The cockroach breeding and processing centre. A moat surrounds the building to stop escapes.
A pictorial tribute to the cockroach dominates the building's foyer – as old as dinosaurs, this creature withstood the Hiroshima nuclear blast and can survive a week after its head is cut off.
Periplaneta Americana has a 2000-year documented history in Chinese medicine to treat injuries, Geng says.
Good Doctor supplies its cockroach potion to thousands of Chinese hospitals and pharmacies. It's used to treat diabetic ulcers and severe skin wounds.
Last year the company made 6.3 billion Chinese yuan ($1.3 billion) in total sales. The best seller, worth a billion yuan, was the cockroach “Recovery New Potion”, which can be drunk or used on the skin. A skin cream called Rainforest Regeneration is sold in glossy blue and gold packaging with no mention of cockroach.
To keep disturbances to a minimum, staff enter the rustling cockroach rooms once a day to clean out droppings caught in nets under the racks.
Checking the health of the latest crop during the once-daily visit.
A cockroach life cycle here is six to eight months. When it is time, the insects are attracted with heat to one part of the room, blasted with steam, then super heated to kill them. No chemicals are used. They are washed and crushed and sent to the extraction lab, which is all gleaming metal, with the appearance of a distillery.
The mixture is piped to the bottling room, and more sterilisation. Process workers wear blue hospital-style gowns. The corridors are also reminiscent of a hospital, a stark difference to the dark horror house next door.
Sixty thousand bottles rattle off the line each day.
Bottles of cockroach essence “healing potion” make their way through the production line.

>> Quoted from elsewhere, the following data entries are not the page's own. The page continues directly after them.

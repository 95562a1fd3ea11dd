//! Client-side request admission control.
//!
//! Implements an approximate token bucket that keeps the client under the
//! exchange's request-weight ceiling. The exchange's own limiter is the hard
//! boundary; on exhaustion this one sleeps a whole refill interval rather
//! than the exact residual.

use parking_lot::Mutex;
use perpgate_telemetry::Metrics;
use std::time::Duration;
use tokio::time::{sleep, Instant};
use tracing::debug;

struct BucketState {
    tokens: u32,
    last_refill: Instant,
}

/// Token bucket rate limiter.
pub struct RateLimiter {
    /// Maximum tokens (burst size).
    capacity: u32,
    /// Time to refill from empty to full.
    interval: Duration,
    state: Mutex<BucketState>,
}

impl RateLimiter {
    /// Create a full bucket.
    ///
    /// # Arguments
    /// * `capacity` - Tokens admitted per interval
    /// * `interval` - Refill interval
    pub fn new(capacity: u32, interval: Duration) -> Self {
        Self {
            capacity,
            interval,
            state: Mutex::new(BucketState {
                tokens: capacity,
                last_refill: Instant::now(),
            }),
        }
    }

    /// Block until a token is available, then consume it.
    ///
    /// Safe to call concurrently; the lock is never held across the sleep.
    pub async fn wait(&self) {
        if self.try_acquire() {
            return;
        }

        Metrics::rate_limit_wait();
        debug!(
            capacity = self.capacity,
            interval_ms = self.interval.as_millis() as u64,
            "Rate limit exhausted, sleeping one interval"
        );
        sleep(self.interval).await;

        let mut state = self.state.lock();
        // Full refill, minus the token this caller takes.
        state.tokens = self.capacity.saturating_sub(1);
        state.last_refill = Instant::now();
    }

    /// Tokens currently available (after applying elapsed-time refill).
    pub fn available(&self) -> u32 {
        let mut state = self.state.lock();
        self.refill(&mut state, Instant::now());
        state.tokens
    }

    pub fn capacity(&self) -> u32 {
        self.capacity
    }

    fn try_acquire(&self) -> bool {
        let mut state = self.state.lock();
        self.refill(&mut state, Instant::now());

        if state.tokens == 0 {
            return false;
        }
        state.tokens -= 1;
        true
    }

    /// Refill proportionally to elapsed time, never beyond capacity.
    ///
    /// `last_refill` only advances when at least one whole token was added,
    /// so fractional progress keeps accumulating across calls.
    fn refill(&self, state: &mut BucketState, now: Instant) {
        let elapsed = now.saturating_duration_since(state.last_refill);

        if elapsed >= self.interval {
            state.tokens = self.capacity;
            state.last_refill = now;
            return;
        }

        let interval_ms = self.interval.as_millis().max(1);
        let added = elapsed.as_millis() * u128::from(self.capacity) / interval_ms;
        if added > 0 {
            let added = u32::try_from(added).unwrap_or(u32::MAX);
            state.tokens = state.tokens.saturating_add(added).min(self.capacity);
            state.last_refill = now;
        }
    }
}

#[cfg(test)]
mod tests {
    use super::*;
    use std::sync::Arc;

    #[tokio::test(start_paused = true)]
    async fn test_burst_then_full_interval_sleep() {
        let limiter = RateLimiter::new(5, Duration::from_millis(1000));
        let start = Instant::now();

        for _ in 0..5 {
            limiter.wait().await;
        }
        assert_eq!(start.elapsed(), Duration::ZERO);
        assert_eq!(limiter.available(), 0);

        limiter.wait().await;
        assert!(start.elapsed() >= Duration::from_millis(1000));
        assert_eq!(limiter.available(), 4);
    }

    #[tokio::test(start_paused = true)]
    async fn test_proportional_refill() {
        let limiter = RateLimiter::new(10, Duration::from_millis(1000));
        for _ in 0..10 {
            limiter.wait().await;
        }
        assert_eq!(limiter.available(), 0);

        tokio::time::advance(Duration::from_millis(300)).await;
        assert_eq!(limiter.available(), 3);

        let before = Instant::now();
        limiter.wait().await;
        assert_eq!(before.elapsed(), Duration::ZERO);
        assert_eq!(limiter.available(), 2);
    }

    #[tokio::test(start_paused = true)]
    async fn test_fractional_progress_accumulates() {
        let limiter = RateLimiter::new(10, Duration::from_millis(1000));
        for _ in 0..10 {
            limiter.wait().await;
        }

        // 50ms is half a token: nothing added, refill clock not advanced.
        tokio::time::advance(Duration::from_millis(50)).await;
        assert_eq!(limiter.available(), 0);
        tokio::time::advance(Duration::from_millis(50)).await;
        assert_eq!(limiter.available(), 1);
    }

    #[tokio::test(start_paused = true)]
    async fn test_refill_capped_at_capacity() {
        let limiter = RateLimiter::new(3, Duration::from_millis(1000));
        limiter.wait().await;
        tokio::time::advance(Duration::from_millis(5000)).await;
        assert_eq!(limiter.available(), 3);
    }

    #[tokio::test(start_paused = true)]
    async fn test_concurrent_callers_share_bucket() {
        let limiter = Arc::new(RateLimiter::new(4, Duration::from_millis(1000)));
        let start = Instant::now();

        let handles: Vec<_> = (0..4)
            .map(|_| {
                let limiter = Arc::clone(&limiter);
                tokio::spawn(async move { limiter.wait().await })
            })
            .collect();
        for handle in handles {
            handle.await.unwrap();
        }

        assert_eq!(start.elapsed(), Duration::ZERO);
        assert_eq!(limiter.available(), 0);
    }
}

Research and development chief, Ma Xiuying, says some people have questioned if the company intentionally conceals that the main ingredient of its best selling product is cockroach.
“We don’t. We have to list the Chinese medicinal name on the package, so that’s what we list,” she says.
Mr Geng, sitting in his boardroom, declares he wants to build a cockroach monument as big as the 20-person board table.
“It is a good insect,” he declares. For millions of years the cockroach has been unaffected by the diseases, bacteria and viruses that humans carry, and he believes this is because of the cockroach’s anti-inflammatory qualities. Personally, he eats 10 a day.
The finest Sichuan cooking: a dish of fried American cockroaches at a local restaurant.
His factory shows that Chinese medicine production can be transparent and semi-automated, he says. AI will take the next step.
But the key to Chinese medicine is that it has a long history showing effectiveness, even if western scientists can’t be sure of why, he says.
“If we could isolate the active ingredient we would produce a synthetic chemical instead,” he says of the cockroach potion.
But they can’t, so the business of farming billions of cockroaches continues, providing valuable employment opportunities for the Yi ethnic minority in Sichuan.
Ma, a trained pharmacist, is the first Yi doctor. "The Yi have been eating Periplaneta Americana for a thousand years," she says.
Good Doctor was part of a delegation of Chinese medicine companies that visited Australia at the invitation of Victoria Public Health last year. The company is considering an Australian joint venture for its remedies, Geng says.
At dinner, he invites me to try for myself, rolling off the long list of health benefits.
For the record, deep fried cockroach tastes like it smells.
Fairfax China Correspondent Kirsty Needham tasting a fried American cockroach at a local restaurant.